Collected data:

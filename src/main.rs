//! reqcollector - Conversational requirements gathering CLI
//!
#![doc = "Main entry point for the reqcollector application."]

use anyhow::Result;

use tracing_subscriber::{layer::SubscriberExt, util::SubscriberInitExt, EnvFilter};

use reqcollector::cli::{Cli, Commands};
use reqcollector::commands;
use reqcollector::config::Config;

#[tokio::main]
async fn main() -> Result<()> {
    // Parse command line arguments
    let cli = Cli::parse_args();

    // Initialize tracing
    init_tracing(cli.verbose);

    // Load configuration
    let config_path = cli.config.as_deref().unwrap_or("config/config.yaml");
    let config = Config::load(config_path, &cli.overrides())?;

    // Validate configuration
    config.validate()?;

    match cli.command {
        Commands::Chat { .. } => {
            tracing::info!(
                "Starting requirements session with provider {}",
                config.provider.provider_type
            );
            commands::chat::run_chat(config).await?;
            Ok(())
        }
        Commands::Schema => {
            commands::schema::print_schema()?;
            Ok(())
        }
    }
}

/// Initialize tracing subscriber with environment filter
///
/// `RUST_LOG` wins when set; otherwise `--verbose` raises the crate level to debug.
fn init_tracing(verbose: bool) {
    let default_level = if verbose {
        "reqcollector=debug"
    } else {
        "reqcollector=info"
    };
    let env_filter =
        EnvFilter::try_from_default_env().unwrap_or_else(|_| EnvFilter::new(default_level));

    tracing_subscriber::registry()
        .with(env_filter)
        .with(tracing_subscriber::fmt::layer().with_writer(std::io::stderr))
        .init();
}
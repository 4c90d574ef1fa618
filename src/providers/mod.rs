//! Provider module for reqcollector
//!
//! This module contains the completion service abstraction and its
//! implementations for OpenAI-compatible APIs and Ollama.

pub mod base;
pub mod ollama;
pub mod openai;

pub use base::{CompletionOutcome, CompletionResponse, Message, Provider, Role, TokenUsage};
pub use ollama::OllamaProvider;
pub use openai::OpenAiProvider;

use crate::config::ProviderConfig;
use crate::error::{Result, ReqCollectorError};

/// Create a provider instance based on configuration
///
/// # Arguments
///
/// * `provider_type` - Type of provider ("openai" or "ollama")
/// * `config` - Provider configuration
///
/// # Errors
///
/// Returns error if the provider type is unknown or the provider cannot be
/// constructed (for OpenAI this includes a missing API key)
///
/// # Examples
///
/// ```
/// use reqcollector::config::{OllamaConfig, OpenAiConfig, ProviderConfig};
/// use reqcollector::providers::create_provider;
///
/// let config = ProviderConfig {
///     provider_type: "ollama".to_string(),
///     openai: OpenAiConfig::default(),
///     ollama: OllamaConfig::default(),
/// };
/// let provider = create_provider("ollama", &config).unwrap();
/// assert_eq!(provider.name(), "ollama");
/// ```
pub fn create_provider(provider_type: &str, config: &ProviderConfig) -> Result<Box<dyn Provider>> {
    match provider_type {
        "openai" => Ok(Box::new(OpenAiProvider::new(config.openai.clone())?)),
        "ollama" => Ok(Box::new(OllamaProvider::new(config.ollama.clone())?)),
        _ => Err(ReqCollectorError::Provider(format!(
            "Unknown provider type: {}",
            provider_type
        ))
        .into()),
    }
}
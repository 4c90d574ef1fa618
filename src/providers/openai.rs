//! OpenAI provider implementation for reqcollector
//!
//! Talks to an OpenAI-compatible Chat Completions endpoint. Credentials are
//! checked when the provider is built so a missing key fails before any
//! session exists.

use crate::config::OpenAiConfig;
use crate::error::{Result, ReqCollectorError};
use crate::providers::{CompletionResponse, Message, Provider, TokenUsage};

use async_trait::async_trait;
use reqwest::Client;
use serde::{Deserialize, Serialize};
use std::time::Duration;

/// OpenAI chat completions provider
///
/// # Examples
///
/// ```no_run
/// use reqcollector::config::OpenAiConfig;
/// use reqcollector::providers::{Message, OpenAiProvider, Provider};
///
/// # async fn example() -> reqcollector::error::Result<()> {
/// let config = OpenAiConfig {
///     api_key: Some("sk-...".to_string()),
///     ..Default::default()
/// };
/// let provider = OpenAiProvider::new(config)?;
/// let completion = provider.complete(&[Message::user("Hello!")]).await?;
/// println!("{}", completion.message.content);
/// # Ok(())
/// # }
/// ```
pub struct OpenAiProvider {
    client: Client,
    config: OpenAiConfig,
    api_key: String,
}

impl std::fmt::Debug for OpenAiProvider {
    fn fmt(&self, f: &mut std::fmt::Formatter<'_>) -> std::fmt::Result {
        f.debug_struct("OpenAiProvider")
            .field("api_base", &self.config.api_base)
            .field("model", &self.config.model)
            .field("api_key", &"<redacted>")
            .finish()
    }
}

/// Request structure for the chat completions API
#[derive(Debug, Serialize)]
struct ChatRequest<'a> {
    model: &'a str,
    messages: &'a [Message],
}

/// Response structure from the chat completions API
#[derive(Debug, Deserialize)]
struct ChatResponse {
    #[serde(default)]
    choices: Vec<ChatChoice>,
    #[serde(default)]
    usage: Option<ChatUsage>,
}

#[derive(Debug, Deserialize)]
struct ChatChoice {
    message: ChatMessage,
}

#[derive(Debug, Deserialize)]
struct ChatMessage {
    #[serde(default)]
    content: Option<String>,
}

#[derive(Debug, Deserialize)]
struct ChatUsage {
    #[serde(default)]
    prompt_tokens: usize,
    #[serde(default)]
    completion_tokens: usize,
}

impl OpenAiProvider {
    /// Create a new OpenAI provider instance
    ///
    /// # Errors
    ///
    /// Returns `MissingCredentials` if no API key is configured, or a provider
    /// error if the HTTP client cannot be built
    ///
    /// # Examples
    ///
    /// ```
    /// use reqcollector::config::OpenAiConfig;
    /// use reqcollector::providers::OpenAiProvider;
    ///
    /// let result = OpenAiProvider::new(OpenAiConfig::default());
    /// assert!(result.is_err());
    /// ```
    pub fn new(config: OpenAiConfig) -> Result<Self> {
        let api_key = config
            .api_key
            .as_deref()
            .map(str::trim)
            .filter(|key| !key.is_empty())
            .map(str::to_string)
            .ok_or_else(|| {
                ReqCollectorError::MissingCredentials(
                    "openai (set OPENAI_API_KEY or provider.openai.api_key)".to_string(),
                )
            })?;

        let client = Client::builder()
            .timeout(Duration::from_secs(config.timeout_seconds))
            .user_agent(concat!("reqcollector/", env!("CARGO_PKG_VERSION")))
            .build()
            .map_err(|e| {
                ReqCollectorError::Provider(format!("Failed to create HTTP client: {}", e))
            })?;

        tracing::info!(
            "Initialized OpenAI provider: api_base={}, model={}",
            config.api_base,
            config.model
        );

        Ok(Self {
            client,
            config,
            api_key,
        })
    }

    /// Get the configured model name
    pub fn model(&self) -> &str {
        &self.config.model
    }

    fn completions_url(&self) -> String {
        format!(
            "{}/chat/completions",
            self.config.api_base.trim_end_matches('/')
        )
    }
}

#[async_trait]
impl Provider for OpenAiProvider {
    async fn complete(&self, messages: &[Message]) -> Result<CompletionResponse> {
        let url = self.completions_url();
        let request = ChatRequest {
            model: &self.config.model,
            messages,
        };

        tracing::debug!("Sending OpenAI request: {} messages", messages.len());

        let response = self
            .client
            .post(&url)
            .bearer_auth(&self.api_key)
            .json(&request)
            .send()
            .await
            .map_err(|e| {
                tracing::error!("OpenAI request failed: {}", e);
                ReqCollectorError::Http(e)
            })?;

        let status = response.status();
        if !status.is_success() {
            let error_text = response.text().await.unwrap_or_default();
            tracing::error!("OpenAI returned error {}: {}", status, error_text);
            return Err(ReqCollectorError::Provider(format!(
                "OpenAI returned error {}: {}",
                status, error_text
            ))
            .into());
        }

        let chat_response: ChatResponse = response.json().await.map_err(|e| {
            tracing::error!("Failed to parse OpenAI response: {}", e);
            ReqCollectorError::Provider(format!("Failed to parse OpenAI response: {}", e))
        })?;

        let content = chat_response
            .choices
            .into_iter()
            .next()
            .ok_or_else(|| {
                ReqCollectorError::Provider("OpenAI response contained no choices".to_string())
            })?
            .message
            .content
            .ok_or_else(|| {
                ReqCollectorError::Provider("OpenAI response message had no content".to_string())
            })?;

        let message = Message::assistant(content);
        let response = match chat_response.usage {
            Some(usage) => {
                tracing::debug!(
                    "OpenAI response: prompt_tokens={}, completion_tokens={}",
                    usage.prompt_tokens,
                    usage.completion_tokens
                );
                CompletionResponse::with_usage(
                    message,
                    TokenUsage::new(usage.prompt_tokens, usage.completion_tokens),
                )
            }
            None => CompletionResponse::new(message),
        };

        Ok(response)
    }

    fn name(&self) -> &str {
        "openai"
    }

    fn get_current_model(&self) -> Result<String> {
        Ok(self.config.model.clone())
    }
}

==

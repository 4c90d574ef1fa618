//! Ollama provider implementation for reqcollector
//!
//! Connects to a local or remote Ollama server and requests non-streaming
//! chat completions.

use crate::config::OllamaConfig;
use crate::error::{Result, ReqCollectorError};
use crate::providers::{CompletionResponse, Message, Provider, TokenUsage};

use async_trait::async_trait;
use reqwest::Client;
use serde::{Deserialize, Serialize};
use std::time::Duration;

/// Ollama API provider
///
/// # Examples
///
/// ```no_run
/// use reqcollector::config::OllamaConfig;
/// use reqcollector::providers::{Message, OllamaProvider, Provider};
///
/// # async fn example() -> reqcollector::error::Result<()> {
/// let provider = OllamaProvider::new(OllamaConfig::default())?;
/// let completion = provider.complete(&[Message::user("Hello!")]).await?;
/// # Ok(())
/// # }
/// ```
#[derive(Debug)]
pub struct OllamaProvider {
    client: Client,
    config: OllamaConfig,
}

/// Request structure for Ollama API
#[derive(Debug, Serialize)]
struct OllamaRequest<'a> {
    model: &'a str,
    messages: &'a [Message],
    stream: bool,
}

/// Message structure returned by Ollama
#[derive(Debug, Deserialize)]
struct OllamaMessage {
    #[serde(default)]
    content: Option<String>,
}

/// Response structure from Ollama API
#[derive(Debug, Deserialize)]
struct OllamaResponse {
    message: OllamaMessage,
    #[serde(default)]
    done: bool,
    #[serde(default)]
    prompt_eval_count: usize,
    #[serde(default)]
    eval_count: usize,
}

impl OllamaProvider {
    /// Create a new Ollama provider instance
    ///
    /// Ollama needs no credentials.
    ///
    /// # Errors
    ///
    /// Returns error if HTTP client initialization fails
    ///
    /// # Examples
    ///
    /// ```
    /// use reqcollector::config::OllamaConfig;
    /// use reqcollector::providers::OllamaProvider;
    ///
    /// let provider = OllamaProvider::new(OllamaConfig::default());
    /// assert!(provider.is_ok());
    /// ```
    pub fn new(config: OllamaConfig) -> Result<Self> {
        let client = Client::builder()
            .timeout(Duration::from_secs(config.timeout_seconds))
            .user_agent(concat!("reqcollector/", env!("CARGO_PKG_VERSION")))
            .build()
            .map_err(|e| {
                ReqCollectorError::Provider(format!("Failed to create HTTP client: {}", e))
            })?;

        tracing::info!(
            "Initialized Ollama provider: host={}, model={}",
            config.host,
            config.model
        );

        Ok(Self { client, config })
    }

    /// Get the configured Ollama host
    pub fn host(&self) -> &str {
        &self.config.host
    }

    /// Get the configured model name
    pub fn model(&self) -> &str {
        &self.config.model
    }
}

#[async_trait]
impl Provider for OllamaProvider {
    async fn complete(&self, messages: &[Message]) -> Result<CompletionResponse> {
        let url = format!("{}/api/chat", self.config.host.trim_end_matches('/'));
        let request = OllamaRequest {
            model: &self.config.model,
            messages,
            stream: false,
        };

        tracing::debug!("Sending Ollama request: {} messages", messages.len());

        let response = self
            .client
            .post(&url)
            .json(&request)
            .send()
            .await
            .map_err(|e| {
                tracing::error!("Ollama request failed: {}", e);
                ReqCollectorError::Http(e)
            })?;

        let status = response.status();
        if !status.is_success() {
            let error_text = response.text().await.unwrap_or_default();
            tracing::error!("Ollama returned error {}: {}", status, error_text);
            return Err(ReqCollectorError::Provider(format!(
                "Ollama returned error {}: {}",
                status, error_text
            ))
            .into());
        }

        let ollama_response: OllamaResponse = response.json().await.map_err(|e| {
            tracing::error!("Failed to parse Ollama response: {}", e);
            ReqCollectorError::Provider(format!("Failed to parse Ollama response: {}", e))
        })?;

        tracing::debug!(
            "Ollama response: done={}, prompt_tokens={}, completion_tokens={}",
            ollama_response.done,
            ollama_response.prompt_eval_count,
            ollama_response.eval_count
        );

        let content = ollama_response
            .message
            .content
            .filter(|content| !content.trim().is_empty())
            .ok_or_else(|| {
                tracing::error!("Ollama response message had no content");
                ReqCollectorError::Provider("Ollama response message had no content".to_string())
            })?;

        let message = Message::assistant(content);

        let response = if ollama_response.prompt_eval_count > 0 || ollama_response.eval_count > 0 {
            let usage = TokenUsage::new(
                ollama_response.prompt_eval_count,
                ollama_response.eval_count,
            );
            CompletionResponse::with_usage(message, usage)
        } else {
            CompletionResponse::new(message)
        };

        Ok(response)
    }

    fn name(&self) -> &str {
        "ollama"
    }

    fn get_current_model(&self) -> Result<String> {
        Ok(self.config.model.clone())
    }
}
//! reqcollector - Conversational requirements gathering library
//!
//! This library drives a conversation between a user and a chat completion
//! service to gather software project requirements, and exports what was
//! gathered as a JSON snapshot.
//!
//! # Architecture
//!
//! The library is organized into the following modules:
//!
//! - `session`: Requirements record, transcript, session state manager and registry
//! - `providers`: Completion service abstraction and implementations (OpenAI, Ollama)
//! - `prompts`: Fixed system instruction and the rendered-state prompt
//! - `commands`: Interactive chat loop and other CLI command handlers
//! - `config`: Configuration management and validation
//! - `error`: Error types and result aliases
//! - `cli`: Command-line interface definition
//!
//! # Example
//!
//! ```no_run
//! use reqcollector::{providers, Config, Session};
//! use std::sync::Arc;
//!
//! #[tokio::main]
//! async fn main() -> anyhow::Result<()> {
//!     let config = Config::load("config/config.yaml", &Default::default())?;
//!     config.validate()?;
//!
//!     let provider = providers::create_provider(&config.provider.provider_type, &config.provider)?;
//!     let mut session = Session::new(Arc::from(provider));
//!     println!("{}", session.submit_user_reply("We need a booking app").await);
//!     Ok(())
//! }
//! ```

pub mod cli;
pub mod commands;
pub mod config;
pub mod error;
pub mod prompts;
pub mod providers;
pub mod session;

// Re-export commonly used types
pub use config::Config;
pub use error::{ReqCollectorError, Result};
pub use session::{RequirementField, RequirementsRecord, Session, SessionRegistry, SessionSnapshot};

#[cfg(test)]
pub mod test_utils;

[WHAT IS BEING ASKED] If a line in the records holds the string "implementations", copy it.

[WRITTEN SOLUTION]
//! implementations for OpenAI-compatible APIs and Ollama.
//! - `providers`: Completion service abstraction and implementations (OpenAI, Ollama)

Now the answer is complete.